Well, I have been reading Fit to Burst on my Kindle and by the time I got to chapter 12, I was frustrated that I couldn't flip back to chapter 2 easily, and remind myself of the great thing she had said that broke my heart. It's no good reading it if I don't remember it, put it in my brain, and make some application.
So I went back to the beginning and started taking notes.
So, I thought I'd share one of the short and sweet things I keep saying to myself when I feel under-appreciated and bitterness starts creeping in.
I was actually preparing food for mother's day lunch. I absolutely love cooking. love cooking for family because they're great.
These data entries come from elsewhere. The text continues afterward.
mod asset_manifest;
mod game_manifest;
mod launch_profile;
mod loader_manifest;
mod version_manifest;

pub use asset_manifest::*;
pub use game_manifest::*;
pub use launch_profile::*;
pub use loader_manifest::*;
pub use version_manifest::*;
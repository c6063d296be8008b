/*
 * Blocklaunch - A Minecraft Launcher
 * Copyright (C) 2025 Josh Kropf <josh@slashdev.ca>
 *
 * This program is free software: you can redistribute it and/or modify
 * it under the terms of the GNU General Public License as published by
 * the Free Software Foundation, either version 3 of the License, or
 * (at your option) any later version.
 *
 * This program is distributed in the hope that it will be useful,
 * but WITHOUT ANY WARRANTY; without even the implied warranty of
 * MERCHANTABILITY or FITNESS FOR A PARTICULAR PURPOSE.  See the
 * GNU General Public License for more details.
 *
 * You should have received a copy of the GNU General Public License
 * along with this program.  If not, see <https://www.gnu.org/licenses/>.
 */

use anyhow::{bail, Result};
use futures_util::future::join_all;
use std::{collections::HashSet, fmt, path::PathBuf};
use tracing::{debug, warn};

use crate::{
    checksum,
    downloader::{Downloader, FetchOutcome},
    events::{Events, Phase, PhaseProgress},
    json::{GameManifest, LaunchProfile, Library, LoaderManifest},
    rules::{library_applies, RulesContext},
    Error
};

/// Ordered jar paths and the separator used to join them
#[derive(Clone, Debug, PartialEq, Eq)]
pub struct Classpath {
    pub entries: Vec<PathBuf>,
    pub separator: &'static str
}

impl Classpath {
    /// Drops repeated entries, the first occurrence keeps its position
    pub fn new(entries: Vec<PathBuf>, separator: &'static str) -> Self {
        let mut seen = HashSet::new();
        let entries = entries.into_iter()
            .filter(|e| seen.insert(e.clone()))
            .collect();

        Classpath { entries, separator }
    }

    pub fn len(&self) -> usize {
        self.entries.len()
    }

    pub fn is_empty(&self) -> bool {
        self.entries.is_empty()
    }
}

impl fmt::Display for Classpath {
    fn fmt(&self, f: &mut fmt::Formatter) -> fmt::Result {
        let joined = self.entries.iter()
            .map(|e| e.to_string_lossy())
            .collect::<Vec<_>>()
            .join(self.separator);

        write!(f, "{joined}")
    }
}

/// Downloads libraries and assembles the classpath from them
pub struct ClasspathBuilder {
    library_root: PathBuf,
    fallback_maven: String,
    rules_ctx: RulesContext,
    downloader: Downloader,
    events: Events
}

impl ClasspathBuilder {
    pub fn new(profile: &LaunchProfile, downloader: Downloader, events: Events) -> Self {
        ClasspathBuilder {
            library_root: profile.library_root(),
            fallback_maven: profile.overrides.url.fallback_maven.clone(),
            rules_ctx: RulesContext::new(profile.os(), profile.features()),
            downloader,
            events
        }
    }

    pub async fn build(&self, vanilla: &GameManifest, custom: Option<&LoaderManifest>) -> Result<Classpath> {
        let mut custom_entries = Vec::new();
        let mut overridden = HashSet::new();

        if let Some(custom) = custom {
            // maven files are required by the loader but never on the classpath
            self.resolve_all(&custom.maven_files, Phase::Forge).await?;

            let libs: Vec<&Library> = custom.libraries.iter()
                .filter(|lib| self.applies(lib))
                .collect();

            overridden.extend(libs.iter().filter_map(|lib| override_key(&lib.name)));
            custom_entries = self.resolve_all(libs, Phase::Classes).await?;
        }

        let vanilla_libs: Vec<&Library> = vanilla.libraries.iter()
            .filter(|lib| lib.artifact().is_some())
            .filter(|lib| self.applies(lib))
            .filter(|lib| {
                let replaced = override_key(&lib.name).map_or(false, |k| overridden.contains(&k));
                if replaced {
                    debug!("Library {} replaced by loader", lib.name);
                }
                !replaced
            })
            .collect();

        let vanilla_entries = self.resolve_all(vanilla_libs, Phase::Classes).await?;

        let mut entries = custom_entries;
        entries.extend(vanilla_entries);

        let mut classpath = Classpath::new(entries, self.rules_ctx.os.classpath_separator());

        if custom.is_some() {
            classpath.entries.sort();
        }

        Ok(classpath)
    }

    fn applies(&self, lib: &Library) -> bool {
        library_applies(lib.rules.as_deref().unwrap_or_default(), &self.rules_ctx)
    }

    async fn resolve_all<'a, I>(&self, libs: I, phase: Phase) -> Result<Vec<PathBuf>>
        where I: IntoIterator<Item = &'a Library>
    {
        let libs: Vec<&Library> = libs.into_iter().collect();
        let progress = PhaseProgress::begin(&self.events, phase, libs.len());
        let progress = &progress;

        let results = join_all(libs.into_iter().map(|lib| async move {
            let result = self.resolve(lib).await;
            progress.advance();
            result
        })).await;

        let mut entries = Vec::new();
        for result in results {
            if let Some(path) = result? {
                entries.push(path);
            }
        }

        Ok(entries)
    }

    /// Local jar of `lib`, downloading or repairing it as needed.
    ///
    /// `None` when the library can't be downloaded and isn't on disk.
    pub async fn resolve(&self, lib: &Library) -> Result<Option<PathBuf>> {
        let artifact = lib.artifact();

        let path = match artifact.and_then(|a| a.path.clone()) {
            Some(path) => path,
            None => match name_to_path(&lib.name) {
                Ok(path) => path,
                Err(e) => {
                    warn!("Skipping library: {e}");
                    return Ok(None);
                }
            }
        };

        let jar = self.library_root.join(&path);

        let url = match (artifact.map(|a| a.url.as_str()).filter(|u| !u.is_empty()), &lib.url) {
            (Some(url), _) => Some(url.to_string()),
            (None, Some(base)) => Some(format!("{}/{path}", base.trim_end_matches('/'))),
            (None, None) => None
        };

        let Some(url) = url else {
            if jar.exists() {
                return Ok(Some(jar));
            }

            debug!("Library {} has no download source, skipping", lib.name);
            return Ok(None);
        };

        if !jar.exists() {
            let outcome = self.downloader.fetch_file(&url, &jar, true).await;

            // maven hosted entries get a second chance from the fallback repository
            if outcome != FetchOutcome::Downloaded && artifact.is_none() {
                let fallback = format!("{}{path}", self.fallback_maven);
                warn!("Library {} unavailable at {url}, trying {fallback}", lib.name);
                self.downloader.fetch_file(&fallback, &jar, true).await;
            }
        } else if let Some(sha1) = artifact.and_then(|a| a.sha1.as_ref()) {
            if !checksum::verify(sha1, &jar).await {
                warn!("Library {} failed checksum, downloading again", lib.name);
                self.downloader.fetch_file(&url, &jar, false).await;
            }
        }

        Ok(Some(jar))
    }
}

/// `group:artifact[:classifier]`, the identity a loader library replaces
fn override_key(name: &str) -> Option<String> {
    let parts: Vec<&str> = name.split(':').collect();

    match parts.as_slice() {
        [group, artifact, _version] => Some(format!("{group}:{artifact}")),
        [group, artifact, _version, classifier, ..] => Some(format!("{group}:{artifact}:{classifier}")),
        _ => None
    }
}

/// Turns maven style name into library path
pub fn name_to_path(name: &str) -> Result<String> {
    // an "@ext" suffix replaces the default jar extension
    let (name, ext) = match name.split_once('@') {
        Some((name, ext)) => (name, ext),
        None => (name, "jar")
    };

    let mut parts = name.split(':');

    let (Some(group_id), Some(artifact_id), Some(version)) = (parts.next(), parts.next(), parts.next()) else {
        bail!(Error::InvalidLibraryName(name.to_string()));
    };

    let classifier = parts.next().map_or("".to_string(), |c| format!("-{c}"));
    let file_name = format!("{artifact_id}-{version}{classifier}.{ext}");

    let mut path: Vec<_> = group_id.split('.').collect();
    path.extend([artifact_id, version, file_name.as_str()]);

    Ok(path.join("/"))
}
use std::{fs::{self, File}, io::{self, Result}, path::Path};
use zip::ZipArchive;

// extraction adapted from the zip crate sample code
// https://github.com/zip-rs/zip/tree/21a20584bc9e05dfa4f3c5b0bc420a1389fae2c3/examples

/// Extract `zip_file` into `out_dir`, skipping entries whose name starts
/// with one of the `exclude` prefixes
pub fn extract_zip(zip_file: File, out_dir: &Path, exclude: &[String]) -> Result<()> {
    let mut archive = ZipArchive::new(zip_file)?;

    for i in 0..archive.len() {
        let mut file = archive.by_index(i)?;

        if exclude.iter().any(|prefix| file.name().starts_with(prefix.as_str())) {
            continue;
        }

        let outpath = match file.enclosed_name() {
            Some(path) => out_dir.join(path),
            None => continue,
        };

        if (*file.name()).ends_with('/') {
            fs::create_dir_all(&outpath)?;
        } else {
            if let Some(p) = outpath.parent() {
                if !p.exists() {
                    fs::create_dir_all(p)?;
                }
            }
            let mut outfile = fs::File::create(&outpath)?;
            io::copy(&mut file, &mut outfile)?;
        }
    }

    Ok(())
}

/// Read a single entry of a zip into a string
pub fn read_entry(zip_file: File, name: &str) -> Result<Option<String>> {
    let mut archive = ZipArchive::new(zip_file)?;

    let mut entry = match archive.by_name(name) {
        Ok(entry) => entry,
        Err(zip::result::ZipError::FileNotFound) => return Ok(None),
        Err(e) => return Err(e.into())
    };

    let mut contents = String::new();
    io::Read::read_to_string(&mut entry, &mut contents)?;

    Ok(Some(contents))
}

#[cfg(test)]
mod tests {
    use super::*;
    use std::io::Write;
    use zip::{write::SimpleFileOptions, ZipWriter};

    fn make_zip(path: &Path, entries: &[(&str, &str)]) {
        let mut zip = ZipWriter::new(File::create(path).unwrap());

        for (name, contents) in entries {
            zip.start_file(*name, SimpleFileOptions::default()).unwrap();
            zip.write_all(contents.as_bytes()).unwrap();
        }

        zip.finish().unwrap();
    }

    #[test]
    fn extract_honours_exclude_prefixes() {
        let dir = tempfile::tempdir().unwrap();
        let zip_path = dir.path().join("natives.jar");
        let out_dir = dir.path().join("out");

        make_zip(&zip_path, &[
            ("liblwjgl.so", "elf"),
            ("META-INF/MANIFEST.MF", "manifest"),
            ("sub/dir/file.txt", "nested")
        ]);

        extract_zip(File::open(&zip_path).unwrap(), &out_dir, &["META-INF/".to_string()]).unwrap();

        assert_eq!(fs::read_to_string(out_dir.join("liblwjgl.so")).unwrap(), "elf");
        assert_eq!(fs::read_to_string(out_dir.join("sub/dir/file.txt")).unwrap(), "nested");
        assert!(!out_dir.join("META-INF").exists());
    }

    #[test]
    fn read_single_entry() {
        let dir = tempfile::tempdir().unwrap();
        let zip_path = dir.path().join("installer.jar");

        make_zip(&zip_path, &[("version.json", "{}")]);

        assert_eq!(read_entry(File::open(&zip_path).unwrap(), "version.json").unwrap().as_deref(), Some("{}"));
        assert_eq!(read_entry(File::open(&zip_path).unwrap(), "missing.json").unwrap(), None);
    }
}
/*
 * Blocklaunch - A Minecraft Launcher
 * Copyright (C) 2025 Josh Kropf <josh@slashdev.ca>
 *
 * This program is free software: you can redistribute it and/or modify
 * it under the terms of the GNU General Public License as published by
 * the Free Software Foundation, either version 3 of the License, or
 * (at your option) any later version.
 *
 * This program is distributed in the hope that it will be useful,
 * but WITHOUT ANY WARRANTY; without even the implied warranty of
 * MERCHANTABILITY or FITNESS FOR A PARTICULAR PURPOSE.  See the
 * GNU General Public License for more details.
 *
 * You should have received a copy of the GNU General Public License
 * along with this program.  If not, see <https://www.gnu.org/licenses/>.
 */

use anyhow::{bail, Result};
use std::path::PathBuf;
use tokio::fs;
use tracing::{debug, info, warn};

use crate::{
    downloader::Downloader,
    json::{GameManifest, LaunchProfile, VersionManifest},
    Error
};

/// Finds version descriptors, on disk first and then through the manifest
pub struct VersionResolver {
    root: PathBuf,
    directory: Option<PathBuf>,
    meta_url: String,
    downloader: Downloader
}

impl VersionResolver {
    pub fn new(profile: &LaunchProfile, downloader: Downloader) -> Self {
        VersionResolver {
            root: profile.root.clone(),
            directory: profile.overrides.directory.clone(),
            meta_url: profile.overrides.url.meta.trim_end_matches('/').to_string(),
            downloader
        }
    }

    pub fn descriptor_path(&self, number: &str) -> PathBuf {
        self.directory.clone()
            .unwrap_or_else(|| self.root.join("versions").join(number))
            .join(format!("{number}.json"))
    }

    fn manifest_cache_path(&self) -> PathBuf {
        self.root.join("cache").join("json").join("version_manifest.json")
    }

    pub async fn resolve(&self, number: &str) -> Result<GameManifest> {
        let descriptor_path = self.descriptor_path(number);

        if descriptor_path.exists() {
            let json = fs::read_to_string(&descriptor_path).await?;

            match serde_json::from_str::<GameManifest>(&json) {
                Ok(manifest) => {
                    debug!("Using local descriptor {}", descriptor_path.display());
                    return Ok(manifest);
                }
                Err(e) => warn!("Ignoring unreadable descriptor {}: {e}", descriptor_path.display())
            }
        }

        let manifest = self.version_manifest().await?;

        let Some(entry) = manifest.find(number) else {
            bail!(Error::VersionNotFound(number.to_string()));
        };

        info!("Fetching version descriptor {number}");
        let json = self.downloader.fetch_text(&entry.url).await?;
        let game_manifest: GameManifest = serde_json::from_str(&json)?;

        if let Some(parent) = descriptor_path.parent() {
            fs::create_dir_all(parent).await?;
        }
        fs::write(&descriptor_path, &json).await?;

        Ok(game_manifest)
    }

    /// Remote version manifest, falling back to the last cached copy
    pub async fn version_manifest(&self) -> Result<VersionManifest> {
        let url = format!("{}/mc/game/version_manifest.json", self.meta_url);
        let cache_path = self.manifest_cache_path();

        match self.downloader.fetch_text(&url).await {
            Ok(json) => {
                let manifest = serde_json::from_str(&json)?;

                if let Some(parent) = cache_path.parent() {
                    fs::create_dir_all(parent).await?;
                }
                fs::write(&cache_path, &json).await?;

                Ok(manifest)
            }

            Err(e) => {
                let cached = fs::read_to_string(&cache_path).await.ok()
                    .and_then(|json| serde_json::from_str(&json).ok());

                match cached {
                    Some(manifest) => {
                        warn!("Version manifest unavailable, using cached copy: {e}");
                        Ok(manifest)
                    }
                    None => Err(e)
                }
            }
        }
    }
}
However, even doing this thing that I love for people I love, I can manage to let the bitterness creep in. Nathan took a couple of girls to the lake to go fishing, therefore, I am cooking the mother's day meal, again. Somehow it works out that I have done this every mother's day weekend for the past few years. And I really am happy to! I just want Nathan to smother me with appreciation for it. :)
So, I was chopping vegetables when my back and feet started hurting and the bitter thoughts came and I started to say, "This is enough giving. This is my limit." I was having what Rachel calls "hot thoughts" about my sacrifices.
And then I remembered, "Don't count the cost." I've said that so many times this week, while I tromp through the house cleaning up their messes. "Stop it, Amanda. Stop counting the cost." Sacrifice is not sorrow! Giving is not an empty life. If you seek to be full, give. But I need truth to define/change my thinking.
Phil. 2:3-8 - "Do nothing from selfish ambition or conceit; but in humility count others more significant than yourselves...Have this mind among yourselves, which is yours in Christ Jesus...who emptied himself, by taking the form of a servant...even to death!"
One of my favorite passages from chapter 2 in Rachel's book:
We do things that are hard and cost us much because we want our gifts to be free to others.
That is the gospel.
Also, I just don't want to be the lady who put lots of good food on the table, but resented it.
We need to discipline our emotions, and see that the opportunities for blessing our families are most ripe when we least feel like it.
Show them that worshiping with them matters more than all the other stuff.
How fitting that we still get to serve our families, even if it is mother's day and we romanticize about meals being served to us in bed. I really do feel my heart grow tender toward those I get to serve when I really think about the price that was paid for me; a work that was done, so that I don't have to work, but I am free to work with joy.